O movimento cultural denominado Naturalismo, surgiu na França durante a segunda metade do século XIX, mais precisamente entre os anos de 1880 e 1900, envolvendo não só a literatura, mas as artes plásticas e o teatro. O estilo, para muitos estudiosos, nada mais é do que uma extensão e ramificação do realismo. No Brasil, o movimento tem início ao final do século XIX, tendo como seu marco inicial a publicação de “O Mulato”, no ano de 1881, por Aluísio de Azevedo.


Características do Naturalismo

O naturalismo tem como principais características o uso da linguagem coloquial na literatura, assim como a observação da realidade e o retrato bastante objetivo da sociedade. Apresenta ainda como características o evolucionismo, o cientificismo e o positivismo, carregando ainda características bastante descritivas com relação aos ambientes e personagens, retratando principalmente problemas humanos e sociais.

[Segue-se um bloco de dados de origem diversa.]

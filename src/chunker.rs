/// Transcript chunking for bounded-size classifier requests.
///
/// Boundaries are measured in characters, not bytes, so multi-byte
/// transcripts never split inside a code point.
///
/// Splits prefer the last space inside the window so words stay intact;
/// an unbroken run longer than the limit degrades to a hard split.
pub fn chunk_text(text: &str, max_chars: usize) -> Vec<String> {
    assert!(max_chars > 0, "max_chars must be greater than 0");

    let chars: Vec<char> = text.chars().collect();
    if chars.len() <= max_chars {
        return vec![text.to_string()];
    }

    let mut chunks = Vec::new();
    let mut start = 0;
    while start < chars.len() {
        let end = (start + max_chars).min(chars.len());
        let split = chars[start..end]
            .iter()
            .rposition(|c| *c == ' ')
            .map(|pos| start + pos)
            // A space at the window start would yield an empty chunk;
            // fall through to a hard split instead.
            .filter(|&pos| pos > start)
            .unwrap_or(end);

        chunks.push(chars[start..split].iter().collect());
        start = split;
    }

    chunks
}
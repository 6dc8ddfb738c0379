use std::path::Path;
use tokio::process::Command;
use tracing::{debug, info, warn};

use crate::config::TranscriptionConfig;
use crate::error::{Result, WorkerError};

/// Media category resolved from the file extension.
#[derive(Debug, Clone, Copy, PartialEq, Eq)]
enum MediaKind {
    Text,
    Audio,
    Video,
}

fn sniff_media_kind(path: &Path) -> Option<MediaKind> {
    let ext = path.extension()?.to_str()?.to_lowercase();
    match ext.as_str() {
        "txt" | "text" | "md" | "markdown" => Some(MediaKind::Text),
        "wav" | "mp3" | "m4a" | "flac" | "ogg" | "aac" => Some(MediaKind::Audio),
        "mp4" | "mov" | "mkv" | "avi" | "webm" => Some(MediaKind::Video),
        _ => None,
    }
}

/// Resolves a media file to a plain-text transcript.
///
/// Text files are read directly; audio is handed to the external whisper
/// CLI; video is demuxed to a temporary WAV with ffmpeg first. Both
/// external tools are opaque collaborators, probed for availability and
/// never retried.
pub struct TranscriptExtractor {
    config: TranscriptionConfig,
}

impl TranscriptExtractor {
    pub fn new(config: TranscriptionConfig) -> Self {
        Self { config }
    }

    /// Log which external backends are reachable. Absence is only an
    /// error once an input actually needs the missing tool.
    pub async fn report_backends(&self) {
        for tool in ["whisper", "ffmpeg"] {
            if check_command_available(tool).await {
                debug!("{} backend available", tool);
            } else {
                warn!("{} not found on PATH; related inputs will fail", tool);
            }
        }
    }

    pub async fn extract(&self, path: &Path) -> Result<String> {
        if !path.exists() {
            return Err(WorkerError::FileNotFound(path.to_path_buf()));
        }

        match sniff_media_kind(path) {
            Some(MediaKind::Text) => {
                debug!("Reading text transcript directly: {}", path.display());
                Ok(tokio::fs::read_to_string(path).await?)
            }
            Some(MediaKind::Audio) => self.transcribe_audio(path).await,
            Some(MediaKind::Video) => self.transcribe_video(path).await,
            None => Err(WorkerError::UnsupportedMedia(path.to_path_buf())),
        }
    }

    /// Run the whisper CLI on an audio file and read back the plain-text
    /// transcript it writes.
    async fn transcribe_audio(&self, audio_path: &Path) -> Result<String> {
        if !check_command_available("whisper").await {
            return Err(WorkerError::SpeechBackendUnavailable(
                "whisper CLI not found on PATH".to_string(),
            ));
        }

        let output_dir = tempfile::tempdir()?;

        info!(
            "Transcribing {} with whisper ({} model)",
            audio_path.display(),
            self.config.model
        );

        let output = Command::new("whisper")
            .arg(audio_path)
            .arg("--model")
            .arg(&self.config.model)
            .arg("--output_dir")
            .arg(output_dir.path())
            .arg("--output_format")
            .arg("txt")
            .arg("--verbose")
            .arg("False")
            .arg("--fp16")
            .arg("False")
            .output()
            .await?;

        if !output.status.success() {
            let stderr = String::from_utf8_lossy(&output.stderr);
            return Err(WorkerError::SpeechBackendUnavailable(format!(
                "whisper exited with {}: {}",
                output.status,
                stderr.trim()
            )));
        }

        let stem = audio_path
            .file_stem()
            .ok_or_else(|| WorkerError::UnsupportedMedia(audio_path.to_path_buf()))?;
        let transcript_path = output_dir.path().join(stem).with_extension("txt");
        let transcript = tokio::fs::read_to_string(&transcript_path).await?;

        debug!("Whisper produced {} characters", transcript.len());
        Ok(transcript)
    }

    /// Demux the audio track to a scoped temp WAV, then transcribe it.
    /// The TempDir guard removes the intermediate file on every exit path.
    async fn transcribe_video(&self, video_path: &Path) -> Result<String> {
        if !check_command_available("ffmpeg").await {
            return Err(WorkerError::SpeechBackendUnavailable(
                "ffmpeg not found on PATH".to_string(),
            ));
        }

        let temp_dir = tempfile::tempdir()?;
        let audio_path = temp_dir.path().join("audio.wav");

        info!("Extracting audio track from {}", video_path.display());

        // 16kHz mono PCM, the rate whisper expects
        let status = Command::new("ffmpeg")
            .arg("-i")
            .arg(video_path)
            .arg("-vn")
            .arg("-acodec")
            .arg("pcm_s16le")
            .arg("-ar")
            .arg("16000")
            .arg("-ac")
            .arg("1")
            .arg("-f")
            .arg("wav")
            .arg("-y")
            .arg(&audio_path)
            .status()
            .await?;

        if !status.success() {
            return Err(WorkerError::AudioExtraction(format!(
                "ffmpeg failed for {}",
                video_path.display()
            )));
        }

        self.transcribe_audio(&audio_path).await
    }
}

/// Check whether a command is available on PATH.
async fn check_command_available(cmd_name: &str) -> bool {
    Command::new(cmd_name)
        .arg("--help")
        .output()
        .await
        .map(|output| output.status.success())
        .unwrap_or(false)
}
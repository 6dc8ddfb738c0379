use clap::{Arg, ArgAction, Command};
use serde_json::json;
use std::path::PathBuf;
use tracing::error;
use uuid::Uuid;

use scribe_worker::{pipeline, Config, RunIdentifiers};

#[tokio::main]
async fn main() {
    // Logs go to stderr; stdout carries exactly one JSON status line.
    tracing_subscriber::fmt()
        .with_env_filter("scribe_worker=info,warn")
        .with_writer(std::io::stderr)
        .init();

    let matches = Command::new("scribe-worker")
        .version("0.1.0")
        .about("Transcript extraction and entity/tone/style/safety classification")
        .arg(
            Arg::new("file")
                .long("file")
                .value_name("PATH")
                .help("Media file to analyze (text, audio or video)")
                .required(true),
        )
        .arg(
            Arg::new("analysis-id")
                .long("analysis-id")
                .value_name("ID")
                .help("Identifier for this analysis run")
                .required(true),
        )
        .arg(
            Arg::new("transcript-id")
                .long("transcript-id")
                .value_name("ID")
                .help("Transcript identifier (generated when omitted)"),
        )
        .arg(
            Arg::new("creator-id")
                .long("creator-id")
                .value_name("ID")
                .help("Creator identifier (generated when omitted)"),
        )
        .arg(
            Arg::new("no-db")
                .long("no-db")
                .help("Skip the database insert")
                .action(ArgAction::SetTrue),
        )
        .get_matches();

    let file = PathBuf::from(matches.get_one::<String>("file").expect("required arg"));
    let ids = RunIdentifiers {
        analysis_id: matches
            .get_one::<String>("analysis-id")
            .expect("required arg")
            .clone(),
        transcript_id: matches
            .get_one::<String>("transcript-id")
            .cloned()
            .unwrap_or_else(|| Uuid::new_v4().to_string()),
        creator_id: matches
            .get_one::<String>("creator-id")
            .cloned()
            .unwrap_or_else(|| Uuid::new_v4().to_string()),
    };
    let no_db = matches.get_flag("no-db");

    let config = Config::from_env();

    let outcome = pipeline::run(&config, &file, ids, no_db).await.and_then(
        |record| Ok(serde_json::to_string(&record)?),
    );

    match outcome {
        Ok(line) => println!("{}", line),
        Err(e) => {
            error!("Run failed: {}", e);
            println!("{}", json!({ "status": "failed", "error": e.to_string() }));
            std::process::exit(1);
        }
    }
}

Principais autores naturalistas no Brasil

O grande nome que, inclusive, deu início ao movimento no país, foi Aluísio Tancredo Belo Gonçalves de Azevedo, que era, além de romancista, jornalista, contista, cronista, diplomata, desenhista, pintor e caricaturista. As obras de maior destaque são O Mulato, de 1881, Casa de Pensão, de 1884 e O Cortiço, de 1890.

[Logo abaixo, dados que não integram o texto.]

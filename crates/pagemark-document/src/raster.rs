// SPDX-License-Identifier: PMPL-1.0-or-later
// Copyright (c) 2026 Jonathan D.A. Jewell (hyperpolymath) <jonathan.jewell@open.ac.uk>
//
// Raster buffers — the interleaved pixel samples a document library hands to
// the detector for one rendered page region.

use image::{RgbImage, RgbaImage};
use pagemark_core::error::{PagemarkError, Result};

/// An interleaved 8-bit pixel buffer with an explicit channel count.
///
/// Libraries may produce gray, gray+alpha, RGB or RGBA samples; only the
/// colour layouts (3 or 4 channels) can carry a highlighter mark.
#[derive(Debug, Clone, PartialEq, Eq)]
pub struct Raster {
    width: u32,
    height: u32,
    channels: u8,
    samples: Vec<u8>,
}

impl Raster {
    /// Wrap raw samples. The buffer length must equal
    /// `width * height * channels`.
    pub fn new(width: u32, height: u32, channels: u8, samples: Vec<u8>) -> Result<Self> {
        let expected = width as usize * height as usize * channels as usize;
        if samples.len() != expected {
            return Err(PagemarkError::Render(format!(
                "raster buffer holds {} samples, expected {} ({}x{}x{})",
                samples.len(),
                expected,
                width,
                height,
                channels
            )));
        }
        Ok(Self {
            width,
            height,
            channels,
            samples,
        })
    }

    /// An opaque white RGBA raster, used for pages with nothing to rasterise.
    pub fn blank(width: u32, height: u32) -> Self {
        Self::from_rgba(RgbaImage::from_pixel(
            width,
            height,
            image::Rgba([255, 255, 255, 255]),
        ))
    }

    pub fn from_rgba(image: RgbaImage) -> Self {
        let (width, height) = image.dimensions();
        Self {
            width,
            height,
            channels: 4,
            samples: image.into_raw(),
        }
    }

    pub fn from_rgb(image: RgbImage) -> Self {
        let (width, height) = image.dimensions();
        Self {
            width,
            height,
            channels: 3,
            samples: image.into_raw(),
        }
    }

    pub fn width(&self) -> u32 {
        self.width
    }

    pub fn height(&self) -> u32 {
        self.height
    }

    pub fn channels(&self) -> u8 {
        self.channels
    }

    pub fn samples(&self) -> &[u8] {
        &self.samples
    }

    /// Drop alpha and return the colour samples as an `RgbImage`.
    ///
    /// Fails with [`PagemarkError::UnsupportedChannelCount`] for anything that
    /// is not RGB or RGBA.
    pub fn to_rgb(&self) -> Result<RgbImage> {
        let rgb = match self.channels {
            3 => self.samples.clone(),
            4 => self
                .samples
                .chunks_exact(4)
                .flat_map(|px| [px[0], px[1], px[2]])
                .collect(),
            other => return Err(PagemarkError::UnsupportedChannelCount(other)),
        };
        RgbImage::from_raw(self.width, self.height, rgb)
            .ok_or_else(|| PagemarkError::Render("raster dimensions overflow".into()))
    }
}
// SPDX-License-Identifier: PMPL-1.0-or-later
// Copyright (c) 2026 Jonathan D.A. Jewell (hyperpolymath) <jonathan.jewell@open.ac.uk>
//
// Folder watcher — one actor per watched folder pair.
//
// The actor owns the watcher's mutable state and at most one poll loop. Its
// `WatcherHandle` sends commands over an mpsc channel and reads the published
// `WatcherStatus` from a watch channel, so status reads never tear and never
// wait on the actor.
//
// Lifecycle: Idle -> Watching -> Processing -> Watching -> ... -> Idle. The
// poll loop waits on an interval raced against a `CancellationToken`; a stop
// interrupts the wait immediately but never an in-flight segmentation.

use std::collections::BTreeSet;
use std::fs;
use std::path::{Path, PathBuf};
use std::sync::Arc;
use std::time::Duration;

use chrono::Utc;
use pagemark_core::error::{PagemarkError, Result};
use pagemark_core::{PollState, WatcherConfig, WatcherStatus};
use pagemark_document::{DirectoryReport, SegmentJob, Segmenter, SplitOutcome};
use tokio::sync::{Mutex as AsyncMutex, mpsc, oneshot, watch};
use tokio::task::JoinHandle;
use tokio::time::MissedTickBehavior;
use tokio_util::sync::CancellationToken;
use tracing::{debug, error, info, warn};

use crate::store::PatternStore;

/// Depth of a watcher's command queue.
const COMMAND_QUEUE: usize = 16;

enum Command {
    /// Reply: whether a new poll loop was spawned.
    Start(oneshot::Sender<Result<bool>>),
    Stop(oneshot::Sender<()>),
    SetAutoMode(bool, oneshot::Sender<()>),
    ProcessNow(oneshot::Sender<Result<DirectoryReport>>),
    Shutdown(oneshot::Sender<()>),
}

/// Everything the poll loop and manual passes share.
struct WatchContext {
    config: WatcherConfig,
    segmenter: Segmenter,
    store: Arc<PatternStore>,
    poll_interval: Duration,
    status: watch::Sender<WatcherStatus>,
    /// Held for the duration of each segmentation so that manual passes and
    /// the poll loop never work on the folder at the same time.
    work: AsyncMutex<()>,
}

impl WatchContext {
    fn set_state(&self, state: PollState) {
        self.status.send_modify(|status| status.state = state);
    }

    /// Resolve the pattern for this watcher and segment `input`.
    ///
    /// The pattern is looked up per file so edits to the store apply to the
    /// next document without restarting the watcher.
    fn job(&self, input: PathBuf) -> Result<SegmentJob> {
        let record = self.store.segmentation_record(&self.config.id)?;
        Ok(SegmentJob {
            input,
            output_dir: self.config.output_dir.clone(),
            delete_source: record.delete_source(),
            pattern: record.motif,
        })
    }

    fn segment(&self, input: PathBuf) -> Result<SplitOutcome> {
        let job = self.job(input)?;
        self.segmenter.split(&job)
    }

    fn record_outcome(&self, input: &Path, outcome: std::result::Result<SplitOutcome, String>) {
        self.status.send_modify(|status| {
            status.last_activity = Some(Utc::now());
            match &outcome {
                Ok(_) => status.files_processed += 1,
                Err(message) => {
                    status.files_failed += 1;
                    status.last_error = Some(format!("{}: {message}", input.display()));
                }
            }
        });
    }

    fn fail(&self, err: &PagemarkError) {
        error!(watcher = %self.config.id, error = %err, "watcher stopped");
        self.status.send_modify(|status| {
            status.state = PollState::Idle;
            status.last_error = Some(err.to_string());
            status.last_activity = Some(Utc::now());
        });
    }

    /// Names of the regular files in the input folder.
    fn snapshot(&self) -> Result<BTreeSet<String>> {
        let dir = &self.config.input_dir;
        let entries = fs::read_dir(dir).map_err(|source| PagemarkError::InputDirUnavailable {
            path: dir.clone(),
            source,
        })?;
        Ok(entries
            .filter_map(|entry| entry.ok())
            .filter(|entry| entry.file_type().map(|t| t.is_file()).unwrap_or(false))
            .map(|entry| entry.file_name().to_string_lossy().into_owned())
            .collect())
    }
}

struct PollLoop {
    cancel: CancellationToken,
    task: JoinHandle<()>,
}

/// The actor behind a [`WatcherHandle`].
pub struct WatcherDirectory {
    ctx: Arc<WatchContext>,
    auto_mode: bool,
    poll: Option<PollLoop>,
}

impl WatcherDirectory {
    /// Spawn the actor for `config` and return its handle. Must be called
    /// from within a Tokio runtime.
    pub fn spawn(
        config: WatcherConfig,
        segmenter: Segmenter,
        store: Arc<PatternStore>,
        poll_interval: Duration,
    ) -> WatcherHandle {
        let (status_tx, status_rx) = watch::channel(WatcherStatus::idle(config.auto_mode));
        let (command_tx, command_rx) = mpsc::channel(COMMAND_QUEUE);

        let actor = WatcherDirectory {
            auto_mode: config.auto_mode,
            ctx: Arc::new(WatchContext {
                config: config.clone(),
                segmenter,
                store,
                poll_interval,
                status: status_tx,
                work: AsyncMutex::new(()),
            }),
            poll: None,
        };
        tokio::spawn(actor.run(command_rx));

        WatcherHandle {
            config: Arc::new(config),
            commands: command_tx,
            status: status_rx,
        }
    }

    async fn run(mut self, mut commands: mpsc::Receiver<Command>) {
        while let Some(command) = commands.recv().await {
            match command {
                Command::Start(reply) => {
                    let _ = reply.send(self.start().await);
                }
                Command::Stop(reply) => {
                    self.stop().await;
                    let _ = reply.send(());
                }
                Command::SetAutoMode(enabled, reply) => {
                    self.auto_mode = enabled;
                    self.ctx.status.send_modify(|status| status.auto_mode = enabled);
                    if !enabled {
                        self.stop().await;
                    }
                    let _ = reply.send(());
                }
                Command::ProcessNow(reply) => {
                    let _ = reply.send(self.process_now().await);
                }
                Command::Shutdown(reply) => {
                    self.stop().await;
                    let _ = reply.send(());
                    break;
                }
            }
        }
        // Every handle dropped, or shutdown requested.
        self.stop().await;
        debug!(watcher = %self.ctx.config.id, "watcher actor exited");
    }

    /// Forget a poll loop that ended on its own. A loop only publishes
    /// `Idle` right before returning after a fatal error.
    async fn reap(&mut self) {
        let ended = self.poll.as_ref().is_some_and(|poll| {
            poll.task.is_finished() || self.ctx.status.borrow().state == PollState::Idle
        });
        if ended {
            if let Some(poll) = self.poll.take() {
                let _ = poll.task.await;
            }
        }
    }

    async fn start(&mut self) -> Result<bool> {
        self.reap().await;
        if self.poll.is_some() {
            debug!(watcher = %self.ctx.config.id, "already watching");
            return Ok(false);
        }
        if !self.auto_mode {
            debug!(watcher = %self.ctx.config.id, "auto mode off; not starting");
            return Ok(false);
        }

        // The baseline is taken here so that files created after `start`
        // returns are guaranteed to be seen as new.
        let seen = match self.ctx.snapshot() {
            Ok(seen) => seen,
            Err(e) => {
                self.ctx.fail(&e);
                return Err(e);
            }
        };

        self.ctx.status.send_modify(|status| {
            status.state = PollState::Watching;
            status.loops_started += 1;
            status.last_error = None;
        });

        let cancel = CancellationToken::new();
        let task = tokio::spawn(poll_loop(Arc::clone(&self.ctx), cancel.clone(), seen));
        self.poll = Some(PollLoop { cancel, task });
        info!(
            watcher = %self.ctx.config.id,
            input = %self.ctx.config.input_dir.display(),
            "watching"
        );
        Ok(true)
    }

    async fn stop(&mut self) {
        if let Some(poll) = self.poll.take() {
            poll.cancel.cancel();
            if let Err(e) = poll.task.await {
                error!(watcher = %self.ctx.config.id, error = %e, "poll loop panicked");
            }
            info!(watcher = %self.ctx.config.id, "stopped");
        }
        self.ctx.set_state(PollState::Idle);
    }

    /// One manual pass over every document in the input folder.
    async fn process_now(&mut self) -> Result<DirectoryReport> {
        let ctx = Arc::clone(&self.ctx);
        let _work = ctx.work.lock().await;
        ctx.set_state(PollState::Processing);

        let worker = Arc::clone(&ctx);
        let report = tokio::task::spawn_blocking(move || {
            let input_dir = worker.config.input_dir.clone();
            worker
                .segmenter
                .process_directory(&input_dir, |input| worker.job(input))
        })
        .await
        .map_err(|e| PagemarkError::WatcherUnavailable(format!("{}: {e}", ctx.config.id)))?;

        self.reap().await;
        let idle_state = if self.poll.is_some() {
            PollState::Watching
        } else {
            PollState::Idle
        };
        ctx.status.send_modify(|status| {
            status.state = idle_state;
            status.last_activity = Some(Utc::now());
            if let Ok(report) = &report {
                status.files_processed += report.processed() as u64;
                status.files_failed += report.failed.len() as u64;
                if let Some((path, message)) = report.failed.last() {
                    status.last_error = Some(format!("{}: {message}", path.display()));
                }
            }
        });
        report
    }
}

async fn poll_loop(ctx: Arc<WatchContext>, cancel: CancellationToken, mut seen: BTreeSet<String>) {
    let mut ticker = tokio::time::interval(ctx.poll_interval);
    ticker.set_missed_tick_behavior(MissedTickBehavior::Delay);
    // The first tick completes immediately.
    ticker.tick().await;

    loop {
        tokio::select! {
            _ = cancel.cancelled() => break,
            _ = ticker.tick() => {}
        }

        let current = match ctx.snapshot() {
            Ok(current) => current,
            Err(e) => {
                ctx.fail(&e);
                return;
            }
        };

        let fresh: Vec<&String> = current
            .difference(&seen)
            .filter(|name| ctx.segmenter.config().is_document_name(name))
            .collect();

        for name in fresh {
            if cancel.is_cancelled() {
                break;
            }
            let input = ctx.config.input_dir.join(name);
            if !input.exists() {
                debug!(file = %name, "file vanished before processing");
                continue;
            }
            info!(watcher = %ctx.config.id, file = %name, "new document");
            process_file(&ctx, input).await;
        }

        seen = current;
    }
    debug!(watcher = %ctx.config.id, "poll loop exited");
}

async fn process_file(ctx: &Arc<WatchContext>, input: PathBuf) {
    let _work = ctx.work.lock().await;
    ctx.set_state(PollState::Processing);

    let worker = Arc::clone(ctx);
    let job_input = input.clone();
    let outcome = match tokio::task::spawn_blocking(move || worker.segment(job_input)).await {
        Ok(Ok(outcome)) => Ok(outcome),
        Ok(Err(e)) => {
            warn!(file = %input.display(), error = %e, "segmentation failed");
            Err(e.to_string())
        }
        Err(e) => {
            error!(file = %input.display(), error = %e, "segmentation task panicked");
            Err(e.to_string())
        }
    };

    ctx.record_outcome(&input, outcome);
    ctx.set_state(PollState::Watching);
}

/// Cloneable control surface of one watcher.
#[derive(Clone)]
pub struct WatcherHandle {
    config: Arc<WatcherConfig>,
    commands: mpsc::Sender<Command>,
    status: watch::Receiver<WatcherStatus>,
}

impl WatcherHandle {
    pub fn id(&self) -> &str {
        &self.config.id
    }

    pub fn config(&self) -> &WatcherConfig {
        &self.config
    }

    /// Latest published status.
    pub fn status(&self) -> WatcherStatus {
        self.status.borrow().clone()
    }

    pub fn state(&self) -> PollState {
        self.status.borrow().state
    }

    /// A receiver notified on every status change.
    pub fn subscribe(&self) -> watch::Receiver<WatcherStatus> {
        self.status.clone()
    }

    /// Start polling. A no-op (`Ok(false)`) when already watching or when
    /// auto mode is off; fails when the input folder cannot be read.
    pub async fn start(&self) -> Result<bool> {
        self.request(Command::Start).await?
    }

    /// Stop polling and wait for the loop to exit. An in-flight
    /// segmentation completes first.
    pub async fn stop(&self) -> Result<()> {
        self.request(Command::Stop).await
    }

    /// Toggle auto mode; disabling also stops the watcher.
    pub async fn set_auto_mode(&self, enabled: bool) -> Result<()> {
        self.request(|reply| Command::SetAutoMode(enabled, reply)).await
    }

    /// Segment every document currently in the input folder.
    pub async fn process_now(&self) -> Result<DirectoryReport> {
        self.request(Command::ProcessNow).await?
    }

    /// Stop the watcher and end its actor.
    pub async fn shutdown(&self) -> Result<()> {
        self.request(Command::Shutdown).await
    }

    async fn request<T>(&self, command: impl FnOnce(oneshot::Sender<T>) -> Command) -> Result<T> {
        let (reply_tx, reply_rx) = oneshot::channel();
        let unavailable = || PagemarkError::WatcherUnavailable(self.config.id.clone());
        self.commands
            .send(command(reply_tx))
            .await
            .map_err(|_| unavailable())?;
        reply_rx.await.map_err(|_| unavailable())
    }
}

impl std::fmt::Debug for WatcherHandle {
    fn fmt(&self, f: &mut std::fmt::Formatter<'_>) -> std::fmt::Result {
        f.debug_struct("WatcherHandle")
            .field("id", &self.config.id)
            .field("state", &self.state())
            .finish()
    }
}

Herculano Marcos Inglês de Sousa foi um dos fundadores da Academia Brasileira de Letras, além de professor, advogado, político, jornalista e escritor. Somente obteve reconhecimento literário com sua obra “O Missionário”, de 1891, ainda que tenha publicado obras como “O Coronel Sagrado” anteriormente, sendo esta de 1877.

Outro nome bastante significativo para o movimento foi o do autor Raul Pompeia, cujas obras transitam entre o Realismo e o Naturalismo. Uma de suas obras classificadas como naturalista, é “O Ateneu”, romance de 1888, narrado em primeira pessoa, que conta as experiências do personagem no internato Ateneu. Trata-se de um romance autobiográfico que carrega características naturalistas, pois subjulga o personagem às regras do meio, frustrando, intimidando e colocando os internos em contato com a homossexualidade. Trata-se, ainda, segundo alguns estudiosos, da comparação do colégio Ateneu à moral falida do sistema político e econômico da época.